In the closet, the lawsuit alleges Hartley assaulted her — the first of several reported assaults throughout the 13-week academy, the complaint states.
Soon after the first assault, the woman said that Hartley made a comment in class that cadets could be fired “at any time and for any reason.”
The complaint states that he looked “directly” at the woman when saying this, “and she felt he was intimidating her and manipulating her to perpetuate his abuse of her.”
About a week later, the woman said Hartley pulled her into the closet again and forced her to perform a sex act. This time, the lawsuit states, he had “set up the closet in such a way to prevent anyone from unexpectedly coming in,” using a chair and bike to block the door.
At the time, the woman didn’t know what to do or who to report the abuse to, the complaint states, so she “succumbed” to further assaults over the next several weeks. She said she didn’t feel like the academy’s other four supervisors had her “best interest at heart,” and argues that she didn’t feel comfortable confiding in them.
The sheriff’s office said Thursday that three of those four other academy supervisors still work for the agency. The fourth does not. The sheriff’s office declined to answer whether any of the four were investigated in connection with the woman’s case.
There is a protect-your-own mentality in policing, the woman told The Tribune, but as a recruit she was “bottom of the barrel,” so she felt it didn’t apply to her, she said. Others were aware Hartley was pulling her from class, she said — “and nobody questioned it.”
Eventually, the sheriff’s office opened the internal affairs investigation into Hartley and he left the agency.
Since the assaults, the woman said she has tried to get the sheriff’s office and other local police departments to investigate Hartley for criminal charges, but none will take on the case. She also filed an Equal Employment Opportunity Commission claim against the department, which paved the way for filing the lawsuit.

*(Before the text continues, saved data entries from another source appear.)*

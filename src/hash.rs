use ripemd::Ripemd160;
use sha2::{Digest, Sha256};

/// Single SHA-256.
pub fn sha256(data: &[u8]) -> [u8; 32] {
    Sha256::digest(data).into()
}

/// Double SHA-256, used for txids and signature-hash digests.
pub fn sha256d(data: &[u8]) -> [u8; 32] {
    Sha256::digest(Sha256::digest(data)).into()
}

/// SHA-256 followed by RIPEMD-160, used for address and P2SH hashing.
pub fn hash160(data: &[u8]) -> [u8; 20] {
    Ripemd160::digest(Sha256::digest(data)).into()
}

The sheriff’s office offered her counseling, but the woman said it’s hard to take the office’s mental health support seriously. She said seeing the agency’s April social media posts for Sexual Assault Awareness Month also stung.
In one post, the agency shared a photo of a teal ribbon with the hashtag “#StartByBelieving.” The caption read, “We Believe. We Support. We Prevent. Will You?”
“They claim that they care about people’s mental health and that they do all these things,” the woman said, “and I’m here as proof that they don’t care, and I really feel like they will do what they need to to cover that stuff up.”
Sometimes, she pulls into the parking lot before work and fights to force herself to go inside, she said. She has exhausted all her vacation and sick days, she said, so unless she finds another job, she said she has to keep reporting to work.
There, she said people have called her a “rat” for reporting Hartley, or have suggested that she got too “emotionally involved” with him and retaliated.
The woman said the experience has been “extremely hard,” but she keeps pushing because of the other women she saw in the academy, some of whom were as young as 19, she said.
“I’ve always thought that I was a strong, independent woman, and if this could happen to me, look what these other girls could possibly go through,” she said.
Records show no upcoming court hearings scheduled in the case.